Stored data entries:
§
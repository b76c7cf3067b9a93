use std::sync::LazyLock;

use atelier_common::{Error, Result};
use regex::Regex;

static EMAIL_RE: LazyLock<Regex> =
    LazyLock::new(|| Regex::new(r"^[^@\s]+@[^@\s]+\.[^@\s]+$").expect("email regex compiles"));

const MAX_EMAIL_LEN: usize = 254;
const MIN_PASSWORD_LEN: usize = 8;
const MAX_PASSWORD_LEN: usize = 512;
const MAX_NAME_LEN: usize = 128;

/// Input validation for registration and login payloads. Everything here
/// runs before any query executes.
pub struct InputValidator;

impl InputValidator {
    pub fn validate_email(email: &str) -> Result<()> {
        if email.is_empty() {
            return Err(Error::Validation("email cannot be empty".into()));
        }
        if email.len() > MAX_EMAIL_LEN {
            return Err(Error::Validation("email too long".into()));
        }
        if !EMAIL_RE.is_match(email) {
            return Err(Error::Validation("email is not well-formed".into()));
        }
        Ok(())
    }

    pub fn validate_password(password: &str) -> Result<()> {
        if password.len() < MIN_PASSWORD_LEN {
            return Err(Error::Validation(format!(
                "password must be at least {MIN_PASSWORD_LEN} characters"
            )));
        }
        if password.len() > MAX_PASSWORD_LEN {
            return Err(Error::Validation("password too long".into()));
        }
        Ok(())
    }

    pub fn validate_display_name(name: &str) -> Result<()> {
        if name.is_empty() {
            return Err(Error::Validation("display name cannot be empty".into()));
        }
        if name.len() > MAX_NAME_LEN {
            return Err(Error::Validation("display name too long".into()));
        }
        Ok(())
    }
}
use axum::http::HeaderMap;
use axum::http::header::AUTHORIZATION;

use atelier_common::Error;
use atelier_db::User;

use crate::error::ApiError;
use crate::state::AppState;

/// Resolve the authenticated caller from the `Authorization: Bearer`
/// header. The token subject is re-resolved against the users table on
/// every request rather than trusted from the claims alone.
pub async fn authenticate(state: &AppState, headers: &HeaderMap) -> Result<User, ApiError> {
    let header = headers
        .get(AUTHORIZATION)
        .and_then(|v| v.to_str().ok())
        .ok_or_else(|| Error::Unauthorized("missing authorization header".into()))?;

    let token = header
        .strip_prefix("Bearer ")
        .ok_or_else(|| Error::Unauthorized("authorization header is not a bearer token".into()))?;

    let claims = state.signer.verify(token)?;
    let user = state
        .users
        .get_user_by_id(&claims.sub)
        .await?
        .ok_or_else(|| Error::Unauthorized("token subject no longer exists".into()))?;

    Ok(user)
}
§
The lines to copy are those above that contain the string "from".

→ Exercise answer:
/// Resolve the authenticated caller from the `Authorization: Bearer`
/// every request rather than trusted from the claims alone.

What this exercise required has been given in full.